Your assignment:
Search the material for lines containing the word "head", and copy each one.

Provided entries:
══════════

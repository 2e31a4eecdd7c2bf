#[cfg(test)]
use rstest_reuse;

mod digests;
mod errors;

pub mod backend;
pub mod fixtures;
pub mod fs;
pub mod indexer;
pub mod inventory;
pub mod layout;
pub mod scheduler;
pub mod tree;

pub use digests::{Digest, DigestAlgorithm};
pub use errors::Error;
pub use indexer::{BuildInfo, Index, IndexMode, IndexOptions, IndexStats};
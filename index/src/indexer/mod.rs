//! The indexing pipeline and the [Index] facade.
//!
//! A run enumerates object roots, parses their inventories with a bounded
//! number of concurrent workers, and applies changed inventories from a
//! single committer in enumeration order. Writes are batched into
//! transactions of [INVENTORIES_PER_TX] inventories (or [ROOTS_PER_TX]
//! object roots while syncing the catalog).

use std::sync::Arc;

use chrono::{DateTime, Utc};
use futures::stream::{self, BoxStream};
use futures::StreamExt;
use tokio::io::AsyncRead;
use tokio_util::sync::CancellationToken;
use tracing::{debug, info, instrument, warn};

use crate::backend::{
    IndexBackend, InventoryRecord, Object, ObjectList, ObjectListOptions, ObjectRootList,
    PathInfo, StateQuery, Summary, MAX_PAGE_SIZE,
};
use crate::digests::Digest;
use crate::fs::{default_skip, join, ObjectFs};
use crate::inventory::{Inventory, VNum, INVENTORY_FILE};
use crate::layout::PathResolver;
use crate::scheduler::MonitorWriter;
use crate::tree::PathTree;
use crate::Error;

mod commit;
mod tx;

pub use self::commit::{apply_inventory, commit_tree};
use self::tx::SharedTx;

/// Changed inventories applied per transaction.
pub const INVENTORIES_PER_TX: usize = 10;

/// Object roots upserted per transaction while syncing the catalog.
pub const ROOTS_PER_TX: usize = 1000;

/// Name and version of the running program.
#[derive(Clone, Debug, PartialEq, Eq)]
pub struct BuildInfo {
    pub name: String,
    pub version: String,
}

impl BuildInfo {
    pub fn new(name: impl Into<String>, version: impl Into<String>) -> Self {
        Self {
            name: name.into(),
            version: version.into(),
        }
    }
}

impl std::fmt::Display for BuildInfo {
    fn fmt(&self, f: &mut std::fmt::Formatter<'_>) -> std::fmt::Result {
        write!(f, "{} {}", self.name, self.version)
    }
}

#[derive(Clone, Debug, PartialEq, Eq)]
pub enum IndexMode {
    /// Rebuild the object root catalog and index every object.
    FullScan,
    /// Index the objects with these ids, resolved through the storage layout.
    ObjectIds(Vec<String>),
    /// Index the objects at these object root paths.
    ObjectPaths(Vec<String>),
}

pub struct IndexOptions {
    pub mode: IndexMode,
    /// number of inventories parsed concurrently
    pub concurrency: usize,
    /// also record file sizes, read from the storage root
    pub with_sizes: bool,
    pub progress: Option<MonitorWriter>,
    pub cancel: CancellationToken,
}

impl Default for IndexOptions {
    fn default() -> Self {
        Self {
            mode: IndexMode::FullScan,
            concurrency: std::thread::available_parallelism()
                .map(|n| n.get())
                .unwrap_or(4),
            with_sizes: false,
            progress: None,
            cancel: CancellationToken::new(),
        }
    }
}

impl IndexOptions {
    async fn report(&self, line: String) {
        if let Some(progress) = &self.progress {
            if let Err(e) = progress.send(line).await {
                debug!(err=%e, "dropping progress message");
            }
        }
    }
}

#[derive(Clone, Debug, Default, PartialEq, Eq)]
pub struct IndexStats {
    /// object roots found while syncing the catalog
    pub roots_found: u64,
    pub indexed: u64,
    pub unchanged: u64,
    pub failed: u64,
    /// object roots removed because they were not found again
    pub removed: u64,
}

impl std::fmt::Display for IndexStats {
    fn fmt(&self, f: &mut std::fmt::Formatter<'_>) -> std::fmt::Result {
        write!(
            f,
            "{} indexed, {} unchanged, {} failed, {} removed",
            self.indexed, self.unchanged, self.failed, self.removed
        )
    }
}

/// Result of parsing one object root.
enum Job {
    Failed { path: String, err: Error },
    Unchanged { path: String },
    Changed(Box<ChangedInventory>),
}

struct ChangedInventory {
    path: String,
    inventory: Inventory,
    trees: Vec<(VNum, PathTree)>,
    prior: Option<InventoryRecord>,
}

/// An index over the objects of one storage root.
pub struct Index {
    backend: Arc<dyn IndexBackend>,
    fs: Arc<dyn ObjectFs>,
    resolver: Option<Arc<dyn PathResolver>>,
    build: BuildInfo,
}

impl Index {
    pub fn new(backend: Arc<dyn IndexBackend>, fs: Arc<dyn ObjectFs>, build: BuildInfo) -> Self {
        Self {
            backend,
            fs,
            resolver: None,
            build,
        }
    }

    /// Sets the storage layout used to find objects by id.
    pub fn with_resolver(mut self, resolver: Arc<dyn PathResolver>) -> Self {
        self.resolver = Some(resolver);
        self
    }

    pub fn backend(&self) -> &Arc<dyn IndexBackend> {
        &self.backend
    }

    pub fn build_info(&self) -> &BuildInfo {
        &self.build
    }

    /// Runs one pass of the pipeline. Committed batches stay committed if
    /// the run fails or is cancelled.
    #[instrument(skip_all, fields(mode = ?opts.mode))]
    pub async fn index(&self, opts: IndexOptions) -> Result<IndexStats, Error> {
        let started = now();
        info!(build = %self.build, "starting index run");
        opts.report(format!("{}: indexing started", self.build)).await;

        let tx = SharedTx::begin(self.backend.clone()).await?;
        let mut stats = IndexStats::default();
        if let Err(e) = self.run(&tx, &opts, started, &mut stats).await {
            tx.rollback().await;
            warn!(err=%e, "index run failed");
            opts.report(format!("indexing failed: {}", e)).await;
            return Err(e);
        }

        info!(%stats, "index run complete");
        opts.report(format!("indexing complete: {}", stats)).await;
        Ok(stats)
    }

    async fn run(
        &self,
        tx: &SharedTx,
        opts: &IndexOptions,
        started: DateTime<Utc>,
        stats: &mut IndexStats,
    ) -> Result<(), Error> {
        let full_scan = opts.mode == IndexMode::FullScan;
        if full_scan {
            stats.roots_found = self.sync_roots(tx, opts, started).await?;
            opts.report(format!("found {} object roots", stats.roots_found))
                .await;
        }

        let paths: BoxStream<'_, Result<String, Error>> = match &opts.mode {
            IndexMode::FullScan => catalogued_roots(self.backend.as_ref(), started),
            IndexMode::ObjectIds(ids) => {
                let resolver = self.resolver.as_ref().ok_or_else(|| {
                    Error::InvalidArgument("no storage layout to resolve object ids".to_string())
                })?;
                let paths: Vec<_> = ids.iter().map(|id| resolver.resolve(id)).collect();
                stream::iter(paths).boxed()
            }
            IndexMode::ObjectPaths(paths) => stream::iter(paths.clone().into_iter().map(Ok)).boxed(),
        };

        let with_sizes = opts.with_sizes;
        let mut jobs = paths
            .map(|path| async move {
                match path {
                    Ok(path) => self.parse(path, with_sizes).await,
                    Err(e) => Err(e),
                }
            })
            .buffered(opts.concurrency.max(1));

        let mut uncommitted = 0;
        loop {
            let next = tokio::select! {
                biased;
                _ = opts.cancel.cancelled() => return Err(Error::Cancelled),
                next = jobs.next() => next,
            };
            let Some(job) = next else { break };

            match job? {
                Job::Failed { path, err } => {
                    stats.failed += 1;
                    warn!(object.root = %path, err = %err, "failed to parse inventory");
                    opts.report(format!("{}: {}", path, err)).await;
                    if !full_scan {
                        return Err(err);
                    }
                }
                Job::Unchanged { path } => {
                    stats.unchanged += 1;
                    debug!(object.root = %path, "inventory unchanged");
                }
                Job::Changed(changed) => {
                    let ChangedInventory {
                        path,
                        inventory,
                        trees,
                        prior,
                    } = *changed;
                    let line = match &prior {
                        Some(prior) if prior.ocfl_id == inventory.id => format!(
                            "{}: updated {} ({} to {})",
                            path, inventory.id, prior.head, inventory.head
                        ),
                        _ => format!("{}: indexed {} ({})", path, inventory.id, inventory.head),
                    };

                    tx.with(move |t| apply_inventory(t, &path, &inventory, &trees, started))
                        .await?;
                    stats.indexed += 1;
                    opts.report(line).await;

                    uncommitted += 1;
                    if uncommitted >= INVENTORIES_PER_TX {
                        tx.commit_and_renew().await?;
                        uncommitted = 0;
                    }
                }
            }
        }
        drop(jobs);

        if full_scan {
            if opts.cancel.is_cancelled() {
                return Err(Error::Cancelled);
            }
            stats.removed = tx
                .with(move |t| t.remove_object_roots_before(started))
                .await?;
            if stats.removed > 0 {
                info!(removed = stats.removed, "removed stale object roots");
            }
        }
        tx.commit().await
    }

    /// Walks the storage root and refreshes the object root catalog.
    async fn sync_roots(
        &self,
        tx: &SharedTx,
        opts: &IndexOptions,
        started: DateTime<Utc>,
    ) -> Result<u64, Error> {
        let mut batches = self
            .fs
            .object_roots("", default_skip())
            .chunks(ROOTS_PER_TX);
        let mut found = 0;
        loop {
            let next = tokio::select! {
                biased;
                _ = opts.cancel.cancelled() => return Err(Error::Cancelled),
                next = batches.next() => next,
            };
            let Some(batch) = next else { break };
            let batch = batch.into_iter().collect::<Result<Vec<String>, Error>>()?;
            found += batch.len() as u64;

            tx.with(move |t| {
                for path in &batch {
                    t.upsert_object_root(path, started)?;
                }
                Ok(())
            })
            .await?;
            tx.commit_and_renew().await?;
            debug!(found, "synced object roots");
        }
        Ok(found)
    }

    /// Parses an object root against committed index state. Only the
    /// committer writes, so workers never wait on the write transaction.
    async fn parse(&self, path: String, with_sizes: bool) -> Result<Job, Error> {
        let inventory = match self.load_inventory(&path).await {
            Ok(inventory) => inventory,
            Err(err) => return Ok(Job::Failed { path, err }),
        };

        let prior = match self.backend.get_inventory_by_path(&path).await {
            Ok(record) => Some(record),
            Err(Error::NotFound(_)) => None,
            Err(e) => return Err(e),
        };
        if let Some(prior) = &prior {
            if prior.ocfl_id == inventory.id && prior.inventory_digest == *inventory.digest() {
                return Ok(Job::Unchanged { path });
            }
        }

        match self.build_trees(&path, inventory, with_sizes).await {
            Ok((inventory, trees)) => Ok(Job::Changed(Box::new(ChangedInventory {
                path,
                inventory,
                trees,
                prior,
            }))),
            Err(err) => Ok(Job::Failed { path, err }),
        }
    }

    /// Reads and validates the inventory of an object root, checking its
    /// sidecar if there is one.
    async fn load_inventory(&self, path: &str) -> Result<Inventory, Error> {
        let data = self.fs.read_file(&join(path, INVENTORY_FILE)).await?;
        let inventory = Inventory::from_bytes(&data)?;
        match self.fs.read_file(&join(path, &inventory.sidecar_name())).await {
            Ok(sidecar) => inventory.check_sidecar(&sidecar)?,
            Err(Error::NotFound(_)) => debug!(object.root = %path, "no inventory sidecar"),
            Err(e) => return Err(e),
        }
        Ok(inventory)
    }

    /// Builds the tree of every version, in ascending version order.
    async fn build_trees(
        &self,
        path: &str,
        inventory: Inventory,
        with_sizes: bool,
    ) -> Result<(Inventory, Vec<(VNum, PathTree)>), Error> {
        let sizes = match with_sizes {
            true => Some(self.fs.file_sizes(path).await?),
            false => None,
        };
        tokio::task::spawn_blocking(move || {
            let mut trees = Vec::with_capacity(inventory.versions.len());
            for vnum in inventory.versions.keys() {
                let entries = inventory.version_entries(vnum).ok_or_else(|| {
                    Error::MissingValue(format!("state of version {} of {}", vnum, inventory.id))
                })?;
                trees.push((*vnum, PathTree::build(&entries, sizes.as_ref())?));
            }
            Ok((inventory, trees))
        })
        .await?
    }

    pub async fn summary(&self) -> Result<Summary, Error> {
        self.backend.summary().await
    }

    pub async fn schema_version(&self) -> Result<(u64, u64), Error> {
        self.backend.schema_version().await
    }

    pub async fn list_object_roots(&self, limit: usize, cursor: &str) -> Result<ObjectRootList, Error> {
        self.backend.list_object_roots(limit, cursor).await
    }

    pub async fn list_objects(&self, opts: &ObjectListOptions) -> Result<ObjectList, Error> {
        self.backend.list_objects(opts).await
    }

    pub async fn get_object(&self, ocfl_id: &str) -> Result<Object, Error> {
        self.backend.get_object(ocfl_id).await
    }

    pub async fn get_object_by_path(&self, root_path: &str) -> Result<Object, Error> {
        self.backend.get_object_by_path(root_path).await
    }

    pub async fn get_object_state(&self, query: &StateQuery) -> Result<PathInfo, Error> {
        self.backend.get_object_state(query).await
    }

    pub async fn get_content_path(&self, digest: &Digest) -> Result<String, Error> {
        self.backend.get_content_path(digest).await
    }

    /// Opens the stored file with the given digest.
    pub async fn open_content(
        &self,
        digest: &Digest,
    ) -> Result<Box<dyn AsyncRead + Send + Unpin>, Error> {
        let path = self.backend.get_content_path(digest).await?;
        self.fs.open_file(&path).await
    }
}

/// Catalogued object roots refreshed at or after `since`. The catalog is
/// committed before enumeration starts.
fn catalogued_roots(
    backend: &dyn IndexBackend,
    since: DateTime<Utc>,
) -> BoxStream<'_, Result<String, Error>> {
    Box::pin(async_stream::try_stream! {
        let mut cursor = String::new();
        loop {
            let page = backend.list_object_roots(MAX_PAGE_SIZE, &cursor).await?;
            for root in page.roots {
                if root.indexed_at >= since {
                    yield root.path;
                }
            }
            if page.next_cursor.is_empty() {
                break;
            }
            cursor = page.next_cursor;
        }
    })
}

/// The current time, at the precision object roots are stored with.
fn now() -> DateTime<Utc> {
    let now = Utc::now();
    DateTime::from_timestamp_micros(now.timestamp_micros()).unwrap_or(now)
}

══════════

Result:
                            path, inventory.id, prior.head, inventory.head
                        _ => format!("{}: indexed {} ({})", path, inventory.id, inventory.head),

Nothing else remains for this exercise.